--- Data in this exercise ---

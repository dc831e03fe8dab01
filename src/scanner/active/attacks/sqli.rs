//! SQL Injection testing

use async_trait::async_trait;
use regex::Regex;

use super::limited;
use crate::error::ScanPluginError;
use crate::scanner::active::{ActiveScanPlugin, AttackContext};
use crate::scanner::alerts::{Alert, Confidence, Risk};

pub const SQL_INJECTION_PLUGIN_ID: u32 = 40018;

/// SQL error patterns
const SQL_ERROR_PATTERNS: &[(&str, &str)] = &[
    (r"SQL syntax.*MySQL", "MySQL"),
    (r"Warning.*mysql_", "MySQL"),
    (r"valid MySQL result", "MySQL"),
    (r"MySqlClient\.", "MySQL"),
    (r"PostgreSQL.*ERROR", "PostgreSQL"),
    (r"Warning.*\Wpg_", "PostgreSQL"),
    (r"valid PostgreSQL result", "PostgreSQL"),
    (r"Npgsql\.", "PostgreSQL"),
    (r"Driver.*SQL[\-\_\ ]*Server", "MSSQL"),
    (r"OLE DB.*SQL Server", "MSSQL"),
    (r"\bSQL Server\b.*Driver", "MSSQL"),
    (r"Warning.*mssql_", "MSSQL"),
    (r"(?s)Exception.*\bSystem\.Data\.SqlClient\.", "MSSQL"),
    (r"Unclosed quotation mark after", "MSSQL"),
    (r"CLI Driver.*DB2", "DB2"),
    (r"DB2 SQL error", "DB2"),
    (r"ORA-\d{5}", "Oracle"),
    (r"Oracle.*Driver", "Oracle"),
    (r"Warning.*\Woci_", "Oracle"),
    (r"SQLite/JDBCDriver", "SQLite"),
    (r"SQLite\.Exception", "SQLite"),
    (r"System\.Data\.SQLite\.SQLiteException", "SQLite"),
    (r"Warning.*sqlite_", "SQLite"),
    (r"\[SQLITE_ERROR\]", "SQLite"),
    (r"(?i)quoted string not properly terminated", "Generic"),
    (r"(?i)unterminated quoted string", "Generic"),
];

/// Error-provoking payloads, cheapest first
const SQLI_PAYLOADS: &[&str] = &[
    "'",
    "\"",
    "')",
    "' OR '1'='1",
    "1' OR 1=1 --",
    "\" OR \"1\"=\"1",
    "' UNION SELECT NULL--",
    "' UNION SELECT NULL,NULL--",
    "1; SELECT 1--",
    "1' AND '1'='1",
    "' AND 1=CONVERT(int,(SELECT TOP 1 table_name FROM information_schema.tables))--",
];

/// Error-based SQL injection: a payload makes a database error appear
/// that the original response did not contain
#[derive(Debug)]
pub struct SqlInjectionPlugin {
    patterns: Vec<(Regex, &'static str)>,
}

impl SqlInjectionPlugin {
    pub fn new() -> Self {
        let patterns = SQL_ERROR_PATTERNS
            .iter()
            .filter_map(|(pattern, db)| Regex::new(pattern).ok().map(|r| (r, *db)))
            .collect();
        Self { patterns }
    }

    /// First database error in `body` that `baseline` does not have
    fn new_error<'a>(&'a self, body: &str, baseline: &str) -> Option<(&'a Regex, &'static str)> {
        self.patterns
            .iter()
            .find(|(re, _)| re.is_match(body) && !re.is_match(baseline))
            .map(|(re, db)| (re, *db))
    }
}

impl Default for SqlInjectionPlugin {
    fn default() -> Self {
        Self::new()
    }
}

#[async_trait]
impl ActiveScanPlugin for SqlInjectionPlugin {
    fn id(&self) -> u32 {
        SQL_INJECTION_PLUGIN_ID
    }

    fn name(&self) -> &str {
        "SQL Injection"
    }

    fn priority(&self) -> i32 {
        20
    }

    async fn scan(&self, ctx: &AttackContext) -> Result<(), ScanPluginError> {
        let baseline = ctx.base().response_body.text();

        for payload in limited(SQLI_PAYLOADS, ctx.strength()) {
            if ctx.is_stopped() {
                break;
            }
            let value = format!("{}{}", ctx.point().original, payload);
            let response = ctx.attack(&value).await?;
            let body = response.response_body.text();

            if let Some((pattern, db)) = self.new_error(&body, &baseline) {
                let evidence = pattern.find(&body).map(|m| m.as_str().to_string()).unwrap_or_default();
                ctx.raise(
                    Alert::new(self.id(), self.name(), Risk::High, Confidence::Medium)
                        .with_attack(&value)
                        .with_evidence(&evidence)
                        .with_description(&format!(
                            "SQL injection may be possible through '{}'. Database type: {}",
                            ctx.point().name,
                            db
                        ))
                        .with_solution(
                            "Use parameterized queries or prepared statements. Never concatenate user input into SQL queries.",
                        )
                        .with_tag("database", db)
                        .with_cwe(89)
                        .with_wasc(19),
                );
                return Ok(());
            }
        }
        Ok(())
    }
}

#[cfg(test)]
mod tests {
    use super::*;

    #[test]
    fn test_error_must_be_new() {
        let plugin = SqlInjectionPlugin::new();
        let error = "You have an error in your SQL syntax; check the manual for your MySQL server";

        let (_, db) = plugin.new_error(error, "<html>fine</html>").unwrap();
        assert_eq!(db, "MySQL");
        // Already on the page before the attack
        assert!(plugin.new_error(error, error).is_none());
    }

    #[test]
    fn test_all_patterns_compile() {
        assert_eq!(SqlInjectionPlugin::new().patterns.len(), SQL_ERROR_PATTERNS.len());
    }

    #[test]
    fn test_oracle_error_code() {
        let plugin = SqlInjectionPlugin::new();
        let (_, db) = plugin.new_error("ORA-01756: quoted string", "").unwrap();
        assert_eq!(db, "Oracle");
    }
}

---

** Brief **
Restate every record verbatim.

** Answer box **
repository dc831e03fe8dab01
filename src/scanner/active/attacks/sqli.rs
//! SQL Injection testing

use async_trait::async_trait;
use regex::Regex;

use super::limited;
use crate::error::ScanPluginError;
use crate::scanner::active::{ActiveScanPlugin, AttackContext};
use crate::scanner::alerts::{Alert, Confidence, Risk};

pub const SQL_INJECTION_PLUGIN_ID: u32 = 40018;

/// SQL error patterns
const SQL_ERROR_PATTERNS: &[(&str, &str)] = &[
    (r"SQL syntax.*MySQL", "MySQL"),
    (r"Warning.*mysql_", "MySQL"),
    (r"valid MySQL result", "MySQL"),
    (r"MySqlClient\.", "MySQL"),
    (r"PostgreSQL.*ERROR", "PostgreSQL"),
    (r"Warning.*\Wpg_", "PostgreSQL"),
    (r"valid PostgreSQL result", "PostgreSQL"),
    (r"Npgsql\.", "PostgreSQL"),
    (r"Driver.*SQL[\-\_\ ]*Server", "MSSQL"),
    (r"OLE DB.*SQL Server", "MSSQL"),
    (r"\bSQL Server\b.*Driver", "MSSQL"),
    (r"Warning.*mssql_", "MSSQL"),
    (r"(?s)Exception.*\bSystem\.Data\.SqlClient\.", "MSSQL"),
    (r"Unclosed quotation mark after", "MSSQL"),
    (r"CLI Driver.*DB2", "DB2"),
    (r"DB2 SQL error", "DB2"),
    (r"ORA-\d{5}", "Oracle"),
    (r"Oracle.*Driver", "Oracle"),
    (r"Warning.*\Woci_", "Oracle"),
    (r"SQLite/JDBCDriver", "SQLite"),
    (r"SQLite\.Exception", "SQLite"),
    (r"System\.Data\.SQLite\.SQLiteException", "SQLite"),
    (r"Warning.*sqlite_", "SQLite"),
    (r"\[SQLITE_ERROR\]", "SQLite"),
    (r"(?i)quoted string not properly terminated", "Generic"),
    (r"(?i)unterminated quoted string", "Generic"),
];

/// Error-provoking payloads, cheapest first
const SQLI_PAYLOADS: &[&str] = &[
    "'",
    "\"",
    "')",
    "' OR '1'='1",
    "1' OR 1=1 --",
    "\" OR \"1\"=\"1",
    "' UNION SELECT NULL--",
    "' UNION SELECT NULL,NULL--",
    "1; SELECT 1--",
    "1' AND '1'='1",
    "' AND 1=CONVERT(int,(SELECT TOP 1 table_name FROM information_schema.tables))--",
];

/// Error-based SQL injection: a payload makes a database error appear
/// that the original response did not contain
#[derive(Debug)]
pub struct SqlInjectionPlugin {
    patterns: Vec<(Regex, &'static str)>,
}

impl SqlInjectionPlugin {
    pub fn new() -> Self {
        let patterns = SQL_ERROR_PATTERNS
            .iter()
            .filter_map(|(pattern, db)| Regex::new(pattern).ok().map(|r| (r, *db)))
            .collect();
        Self { patterns }
    }

    /// First database error in `body` that `baseline` does not have
    fn new_error<'a>(&'a self, body: &str, baseline: &str) -> Option<(&'a Regex, &'static str)> {
        self.patterns
            .iter()
            .find(|(re, _)| re.is_match(body) && !re.is_match(baseline))
            .map(|(re, db)| (re, *db))
    }
}

impl Default for SqlInjectionPlugin {
    fn default() -> Self {
        Self::new()
    }
}

#[async_trait]
impl ActiveScanPlugin for SqlInjectionPlugin {
    fn id(&self) -> u32 {
        SQL_INJECTION_PLUGIN_ID
    }

    fn name(&self) -> &str {
        "SQL Injection"
    }

    fn priority(&self) -> i32 {
        20
    }

    async fn scan(&self, ctx: &AttackContext) -> Result<(), ScanPluginError> {
        let baseline = ctx.base().response_body.text();

        for payload in limited(SQLI_PAYLOADS, ctx.strength()) {
            if ctx.is_stopped() {
                break;
            }
            let value = format!("{}{}", ctx.point().original, payload);
            let response = ctx.attack(&value).await?;
            let body = response.response_body.text();

            if let Some((pattern, db)) = self.new_error(&body, &baseline) {
                let evidence = pattern.find(&body).map(|m| m.as_str().to_string()).unwrap_or_default();
                ctx.raise(
                    Alert::new(self.id(), self.name(), Risk::High, Confidence::Medium)
                        .with_attack(&value)
                        .with_evidence(&evidence)
                        .with_description(&format!(
                            "SQL injection may be possible through '{}'. Database type: {}",
                            ctx.point().name,
                            db
                        ))
                        .with_solution(
                            "Use parameterized queries or prepared statements. Never concatenate user input into SQL queries.",
                        )
                        .with_tag("database", db)
                        .with_cwe(89)
                        .with_wasc(19),
                );
                return Ok(());
            }
        }
        Ok(())
    }
}

#[cfg(test)]
mod tests {
    use super::*;

    #[test]
    fn test_error_must_be_new() {
        let plugin = SqlInjectionPlugin::new();
        let error = "You have an error in your SQL syntax; check the manual for your MySQL server";

        let (_, db) = plugin.new_error(error, "<html>fine</html>").unwrap();
        assert_eq!(db, "MySQL");
        // Already on the page before the attack
        assert!(plugin.new_error(error, error).is_none());
    }

    #[test]
    fn test_all_patterns_compile() {
        assert_eq!(SqlInjectionPlugin::new().patterns.len(), SQL_ERROR_PATTERNS.len());
    }

    #[test]
    fn test_oracle_error_code() {
        let plugin = SqlInjectionPlugin::new();
        let (_, db) = plugin.new_error("ORA-01756: quoted string", "").unwrap();
        assert_eq!(db, "Oracle");
    }
}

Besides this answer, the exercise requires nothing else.